Required work
Among the entries below, please repeat exactly and only the lines from the line containing "side so clipped" to the line containing "let step_y = 3.0_f64.sqrt() * edge;", both lines included.

Dataset entries
//! Hexagon tiling math
//!
//! Equal-area, flat-top hexagons laid out in a brick pattern: columns are
//! spaced `1.5·edge` apart, rows `√3·edge`, with every odd column shifted by
//! half a row step so neighbouring cells share edges. The tiling is anchored
//! to a global origin derived from the step sizes, not to the bounding box,
//! so grids built with the same cell area over different extents line up
//! exactly where they overlap.

use geo::{Coord, LineString, Polygon, Rect};
use glam::DVec2;

/// Edge length of a hexagon with the given area
///
/// Inverts `area = (3·√3 / 2) · edge²`.
#[inline]
pub fn edge_length(cell_area: f64) -> f64 {
    (cell_area / (1.5 * 3.0_f64.sqrt())).sqrt()
}

/// Area of a hexagon with the given edge length
#[inline]
pub fn hexagon_area(edge_length: f64) -> f64 {
    1.5 * 3.0_f64.sqrt() * edge_length * edge_length
}

/// Build one flat-top hexagon around a center point
///
/// Six vertices at 60° increments from angle zero, each at `edge_length`
/// from the center. The starting angle is fixed so that every cell in a grid
/// uses the same orientation and adjacent cells tile without gaps.
pub fn make_hexagon(edge_length: f64, center: DVec2) -> Polygon<f64> {
    let mut coords = Vec::with_capacity(7);
    for k in 0..6 {
        let angle = std::f64::consts::FRAC_PI_3 * k as f64;
        coords.push(Coord {
            x: center.x + edge_length * angle.cos(),
            y: center.y + edge_length * angle.sin(),
        });
    }
    coords.push(coords[0]);
    Polygon::new(LineString::from(coords), vec![])
}

/// Enumerate hexagon centers covering a bounding box
///
/// Returns the centers in column-major order (all of column *i*, ascending
/// y, before column *i+1*) together with the computed edge length. The
/// caller assigns planning-unit ids from this enumeration order.
///
/// Centers extend one step beyond the box on every side so clipped
/// boundaries are fully covered. A degenerate box (zero width or height)
/// yields an empty list, not an error.
pub fn hex_centers(bbox: Rect<f64>, cell_area: f64) -> (Vec<DVec2>, f64) {
    let edge = edge_length(cell_area);
    let step_x = 1.5 * edge;
    let step_y = 3.0_f64.sqrt() * edge;

    if bbox.width() <= 0.0 || bbox.height() <= 0.0 {
        return (Vec::new(), edge);
    }

    // Anchor to the global lattice so overlapping extents produce aligned
    // cells: columns and rows are indexed on the whole plane, and the
    // half-step offset follows the global column parity.
    let first_column = (bbox.min().x / step_x).floor() as i64 - 1;
    let first_row = (bbox.min().y / step_y).floor() as i64 - 1;

    let mut centers = Vec::new();
    let mut column = first_column;
    loop {
        let x = column as f64 * step_x;
        if x > bbox.max().x + step_x {
            break;
        }
        let offset = if column.rem_euclid(2) == 1 {
            step_y / 2.0
        } else {
            0.0
        };
        let mut row = first_row;
        loop {
            let y = row as f64 * step_y + offset;
            if y > bbox.max().y + step_y {
                break;
            }
            centers.push(DVec2::new(x, y));
            row += 1;
        }
        column += 1;
    }

    (centers, edge)
}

Answer space
/// Centers extend one step beyond the box on every side so clipped
/// boundaries are fully covered. A degenerate box (zero width or height)
/// yields an empty list, not an error.
pub fn hex_centers(bbox: Rect<f64>, cell_area: f64) -> (Vec<DVec2>, f64) {
    let edge = edge_length(cell_area);
    let step_x = 1.5 * edge;
    let step_y = 3.0_f64.sqrt() * edge;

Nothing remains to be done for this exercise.